Immediately one of those on the first bench on the left, on which those who were reputed wise were sitting, arose and beginning to speak, said, "It is my opinion that charity is morality inspired by faith." This he corroborated thus: "Who does not know that charity follows faith, as a waiting-maid follows her mistress, and that the man who has faith obeys the law, and thus practises charity so spontaneously that he is unaware that it is the law and charity according to which he is living? For if he did this knowingly, and at the same time thought of salvation as his end, he would pollute holy faith with his selfhood [proprium] and thus impair its efficacy. Is not this in accordance with the dogma of our church?" And he looked towards those sitting beside him, among whom were some of the regular clergy, and they nodded assent.  "But what," he said, "is spontaneous charity but morality into which everyone is initiated from infancy, and which is therefore in itself natural, but becomes spiritual when inspired by faith? Who, from the moral life of men, can distinguish whether they have faith or not, for every man lives morally? But God alone, who implants and seals faith, recognizes and distinguishes. I therefore assert that charity is morality inspired by faith; and that such morality, owing to the faith in its bosom, is saving, while all other morality brings no salvation, because it claims merit. Thus all those who mix together charity and faith, that is, all who conjoin them inwardly instead of connecting them outwardly, lose their oil; for to mix and join these together would be like putting into the carriage with a primate the servant who stands behind, or like introducing the porter into the dining-hall, and seating him at the table with a nobleman."

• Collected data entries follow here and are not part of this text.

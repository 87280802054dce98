//! Periodic liveness sampling for tracked NPCs
//!
//! Every `stuck_check_seconds` the checker samples each NPC with a movement
//! unit. A sample fails when the NPC claims to be moving but covered less
//! than `stuck_min_progress` since the previous sample. After
//! `stuck_check_max_passes` consecutive failures the NPC is reported stuck
//! and its counter starts over. What to do about it is up to the caller.

use ahash::{AHashMap, AHashSet};
use glam::Vec3;

use crate::core::types::ActorId;
use crate::npc::NpcRegistry;

#[derive(Debug, Clone, Copy)]
struct Sample {
    last_position: Vec3,
    failed_passes: u32,
}

#[derive(Debug, Default)]
pub struct StuckChecker {
    elapsed: f32,
    samples: AHashMap<ActorId, Sample>,
}

impl StuckChecker {
    pub fn new() -> Self {
        Self::default()
    }

    /// Advance the timer and sample once the interval has elapsed.
    /// Returns the NPCs found stuck on this pass.
    pub fn update(&mut self, registry: &NpcRegistry, dt: f32) -> Vec<ActorId> {
        let interval = registry.stuck_check_seconds();
        self.elapsed += dt;
        if self.elapsed < interval {
            return Vec::new();
        }
        // carry the overshoot so the cadence does not drift; at most one
        // sample per update, so the carry never exceeds one interval
        self.elapsed = (self.elapsed - interval).min(interval);

        self.sample(registry)
    }

    /// Run one sampling pass immediately
    pub fn sample(&mut self, registry: &NpcRegistry) -> Vec<ActorId> {
        let max_passes = registry.stuck_check_max_passes();
        let min_progress_sq = registry.stuck_min_progress().powi(2);

        let mut seen = AHashSet::new();
        let mut stuck = Vec::new();

        for npc in registry.members() {
            let Ok(npc) = npc.try_borrow() else {
                continue;
            };
            let Some(id) = npc.id() else {
                continue;
            };
            let Some(movement) = npc.movement() else {
                continue;
            };
            seen.insert(id);

            let position = movement.position();
            let Some(sample) = self.samples.get_mut(&id) else {
                self.samples.insert(
                    id,
                    Sample {
                        last_position: position,
                        failed_passes: 0,
                    },
                );
                continue;
            };

            let progressed = position.distance_squared(sample.last_position) >= min_progress_sq;
            sample.last_position = position;

            if !npc.is_moving() || progressed {
                sample.failed_passes = 0;
                continue;
            }

            sample.failed_passes += 1;
            if sample.failed_passes >= max_passes {
                tracing::warn!(
                    "NPC {} stuck after {} failed passes at {:?}",
                    id,
                    sample.failed_passes,
                    position
                );
                sample.failed_passes = 0;
                stuck.push(id);
            }
        }

        self.samples.retain(|id, _| seen.contains(id));
        stuck
    }

    /// Consecutive failed passes recorded for an NPC
    pub fn failed_passes(&self, id: ActorId) -> u32 {
        self.samples.get(&id).map_or(0, |s| s.failed_passes)
    }

    pub fn tracked(&self) -> usize {
        self.samples.len()
    }

    pub fn reset(&mut self) {
        self.elapsed = 0.0;
        self.samples.clear();
    }
}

 After this another rose up from the first bench on the right, and said, "It is my opinion that charity is piety inspired by commiseration. This opinion I corroborate as follows: That nothing has such effect in propitiating God as piety arising from a humble heart; and piety prays unceasingly for God to bestow faith and charity; and the Lord says:
Ask, and it shall be given you (Matt. 7:7);and because both are given, they are both in that piety. I say that charity is piety inspired by commiseration; for all devout piety commiserates, for piety so moves the heart of man that he groans, and what is that but commiseration? This indeed recedes after we have prayed, but it comes back when we pray again; and when it returns there is piety in it, and thus there is piety in charity. Our priests ascribe all things that promote salvation to faith, and nothing to charity. What then remains but piety praying fervently for both? When I have read the Word I have been able to see nothing else than that faith and charity are the two means of salvation. But when I have consulted the ministers of the church I have heard that faith is the only means, and that charity is nothing. And then it has seemed to me that I was on the sea, in a ship that was drifting between two rocks; and when I feared that the ship would be broken to pieces, I betook myself to a boat and sailed away. My boat is piety; and piety, moreover, is profitable for all things."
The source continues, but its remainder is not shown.